Your assignment: Across the entries below, how many lines contain the string "crate"? Give only the count.
─── Records provided
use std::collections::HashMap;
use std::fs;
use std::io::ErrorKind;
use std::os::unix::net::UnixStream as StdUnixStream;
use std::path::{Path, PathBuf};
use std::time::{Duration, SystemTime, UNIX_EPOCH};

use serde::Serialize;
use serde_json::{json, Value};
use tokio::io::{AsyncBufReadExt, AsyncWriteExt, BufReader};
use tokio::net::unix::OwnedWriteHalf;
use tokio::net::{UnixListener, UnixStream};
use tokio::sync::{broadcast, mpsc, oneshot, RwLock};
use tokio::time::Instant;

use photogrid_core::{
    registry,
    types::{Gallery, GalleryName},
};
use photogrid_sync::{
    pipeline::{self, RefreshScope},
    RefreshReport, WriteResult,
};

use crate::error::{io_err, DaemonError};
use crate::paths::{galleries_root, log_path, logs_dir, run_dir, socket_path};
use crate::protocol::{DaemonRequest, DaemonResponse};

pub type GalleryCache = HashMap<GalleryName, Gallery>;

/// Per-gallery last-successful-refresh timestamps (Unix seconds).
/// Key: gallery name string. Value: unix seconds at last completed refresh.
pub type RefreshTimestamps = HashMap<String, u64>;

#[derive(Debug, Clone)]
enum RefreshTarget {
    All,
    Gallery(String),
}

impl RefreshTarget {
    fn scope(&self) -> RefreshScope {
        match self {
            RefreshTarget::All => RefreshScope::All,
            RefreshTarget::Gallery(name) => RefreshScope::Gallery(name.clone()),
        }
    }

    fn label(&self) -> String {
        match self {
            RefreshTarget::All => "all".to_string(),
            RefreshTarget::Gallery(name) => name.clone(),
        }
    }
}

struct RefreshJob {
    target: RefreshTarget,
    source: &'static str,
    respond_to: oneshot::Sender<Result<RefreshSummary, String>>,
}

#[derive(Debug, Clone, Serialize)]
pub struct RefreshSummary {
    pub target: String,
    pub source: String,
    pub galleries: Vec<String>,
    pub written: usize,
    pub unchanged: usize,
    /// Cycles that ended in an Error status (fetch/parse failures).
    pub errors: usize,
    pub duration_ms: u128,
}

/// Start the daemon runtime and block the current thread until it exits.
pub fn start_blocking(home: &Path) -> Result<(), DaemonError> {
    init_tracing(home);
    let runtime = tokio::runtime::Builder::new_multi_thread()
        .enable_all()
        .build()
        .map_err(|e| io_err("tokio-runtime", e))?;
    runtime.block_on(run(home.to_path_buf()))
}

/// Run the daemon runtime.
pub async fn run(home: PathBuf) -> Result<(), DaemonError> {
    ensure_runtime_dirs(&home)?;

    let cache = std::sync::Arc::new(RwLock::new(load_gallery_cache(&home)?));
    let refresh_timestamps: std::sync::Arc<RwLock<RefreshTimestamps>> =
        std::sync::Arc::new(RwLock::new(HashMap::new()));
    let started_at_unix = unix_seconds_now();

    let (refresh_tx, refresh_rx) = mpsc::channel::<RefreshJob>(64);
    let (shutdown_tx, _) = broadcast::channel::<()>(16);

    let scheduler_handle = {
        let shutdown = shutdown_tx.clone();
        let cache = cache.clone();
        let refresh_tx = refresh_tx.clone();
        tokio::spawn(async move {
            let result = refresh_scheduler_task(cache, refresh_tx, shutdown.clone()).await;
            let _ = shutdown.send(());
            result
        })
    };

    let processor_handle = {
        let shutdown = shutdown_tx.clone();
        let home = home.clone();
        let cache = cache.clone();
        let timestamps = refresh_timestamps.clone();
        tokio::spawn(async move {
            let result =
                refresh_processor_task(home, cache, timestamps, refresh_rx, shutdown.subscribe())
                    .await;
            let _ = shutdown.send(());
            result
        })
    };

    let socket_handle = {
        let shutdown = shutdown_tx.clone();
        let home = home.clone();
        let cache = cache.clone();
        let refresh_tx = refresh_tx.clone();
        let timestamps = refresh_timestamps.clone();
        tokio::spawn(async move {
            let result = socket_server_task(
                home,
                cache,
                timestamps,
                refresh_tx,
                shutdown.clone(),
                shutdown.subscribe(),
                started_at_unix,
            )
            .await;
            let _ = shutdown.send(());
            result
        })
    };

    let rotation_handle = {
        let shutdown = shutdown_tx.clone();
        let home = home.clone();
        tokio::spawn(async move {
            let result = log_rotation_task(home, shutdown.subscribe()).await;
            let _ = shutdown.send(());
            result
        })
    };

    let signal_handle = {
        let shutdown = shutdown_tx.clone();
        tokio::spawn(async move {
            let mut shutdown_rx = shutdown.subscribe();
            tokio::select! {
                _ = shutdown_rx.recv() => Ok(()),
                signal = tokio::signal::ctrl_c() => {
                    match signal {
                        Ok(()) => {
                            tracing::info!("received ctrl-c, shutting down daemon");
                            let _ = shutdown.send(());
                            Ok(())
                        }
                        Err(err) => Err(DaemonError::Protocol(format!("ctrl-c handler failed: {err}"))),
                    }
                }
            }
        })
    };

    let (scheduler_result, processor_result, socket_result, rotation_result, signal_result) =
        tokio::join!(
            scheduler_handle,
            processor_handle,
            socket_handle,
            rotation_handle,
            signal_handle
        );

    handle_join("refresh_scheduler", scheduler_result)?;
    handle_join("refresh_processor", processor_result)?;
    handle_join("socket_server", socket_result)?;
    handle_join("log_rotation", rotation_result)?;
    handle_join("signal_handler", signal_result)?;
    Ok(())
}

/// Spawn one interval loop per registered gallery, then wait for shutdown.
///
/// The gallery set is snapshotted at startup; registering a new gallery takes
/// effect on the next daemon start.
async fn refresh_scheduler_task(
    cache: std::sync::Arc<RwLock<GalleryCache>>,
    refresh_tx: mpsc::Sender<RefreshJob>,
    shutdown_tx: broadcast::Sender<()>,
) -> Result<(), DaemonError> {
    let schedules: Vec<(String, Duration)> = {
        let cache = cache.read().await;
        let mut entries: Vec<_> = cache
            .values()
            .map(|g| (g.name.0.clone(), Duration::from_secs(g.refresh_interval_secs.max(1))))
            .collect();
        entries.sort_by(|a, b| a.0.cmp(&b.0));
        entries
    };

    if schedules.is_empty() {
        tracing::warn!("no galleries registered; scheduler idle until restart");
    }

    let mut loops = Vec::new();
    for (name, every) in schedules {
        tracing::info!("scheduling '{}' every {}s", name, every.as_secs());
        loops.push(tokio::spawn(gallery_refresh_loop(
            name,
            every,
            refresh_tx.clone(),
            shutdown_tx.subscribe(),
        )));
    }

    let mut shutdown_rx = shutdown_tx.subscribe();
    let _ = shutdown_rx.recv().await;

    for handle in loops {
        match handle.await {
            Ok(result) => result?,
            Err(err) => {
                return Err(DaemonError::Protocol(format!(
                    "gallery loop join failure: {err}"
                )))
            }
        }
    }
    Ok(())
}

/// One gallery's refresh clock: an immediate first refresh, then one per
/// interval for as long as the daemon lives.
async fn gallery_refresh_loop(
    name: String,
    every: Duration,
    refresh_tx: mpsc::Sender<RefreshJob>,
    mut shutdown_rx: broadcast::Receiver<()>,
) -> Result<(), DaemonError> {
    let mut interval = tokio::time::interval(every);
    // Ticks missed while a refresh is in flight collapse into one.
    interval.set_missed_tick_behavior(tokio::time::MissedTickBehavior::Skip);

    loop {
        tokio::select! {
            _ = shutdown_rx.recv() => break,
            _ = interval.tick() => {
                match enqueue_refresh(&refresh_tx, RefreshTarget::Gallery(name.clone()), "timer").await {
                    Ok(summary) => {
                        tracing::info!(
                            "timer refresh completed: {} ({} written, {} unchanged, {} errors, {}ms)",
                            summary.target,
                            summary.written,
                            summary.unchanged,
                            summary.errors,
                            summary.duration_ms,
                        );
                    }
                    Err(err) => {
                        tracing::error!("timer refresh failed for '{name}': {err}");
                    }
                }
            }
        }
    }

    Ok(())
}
──────
Answer space: 3